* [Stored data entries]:
┌────────

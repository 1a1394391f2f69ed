//! "Movies like this" lookups.

use std::sync::Arc;

use crate::db::Store;
use crate::error::{AppError, AppResult};
use crate::models::MovieWithScreenings;
use crate::services::embeddings::normalize;
use crate::services::providers::LanguageModel;

/// Embed the raw query text (no translation — the embedding model handles
/// the query as-is), normalize it, and return the `k` nearest movies by
/// ascending distance. Fewer results come back when the corpus is smaller.
pub async fn find_similar(
    model: Arc<dyn LanguageModel>,
    store: &Store,
    description: &str,
    k: usize,
) -> AppResult<Vec<MovieWithScreenings>> {
    if description.trim().is_empty() {
        return Err(AppError::InvalidInput(
            "query description cannot be empty".to_string(),
        ));
    }
    if k == 0 {
        return Err(AppError::InvalidInput(
            "result count must be at least 1".to_string(),
        ));
    }

    let embedding = normalize(model.embed(description).await?);
    store.call(move |s| s.find_similar(&embedding, k)).await
}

└────────

* [Your task]:
"crate" is the word to look for; copy every line of the data that has it.

* [Reply to the task]:
use crate::db::Store;
use crate::error::{AppError, AppResult};
use crate::models::MovieWithScreenings;
use crate::services::embeddings::normalize;
use crate::services::providers::LanguageModel;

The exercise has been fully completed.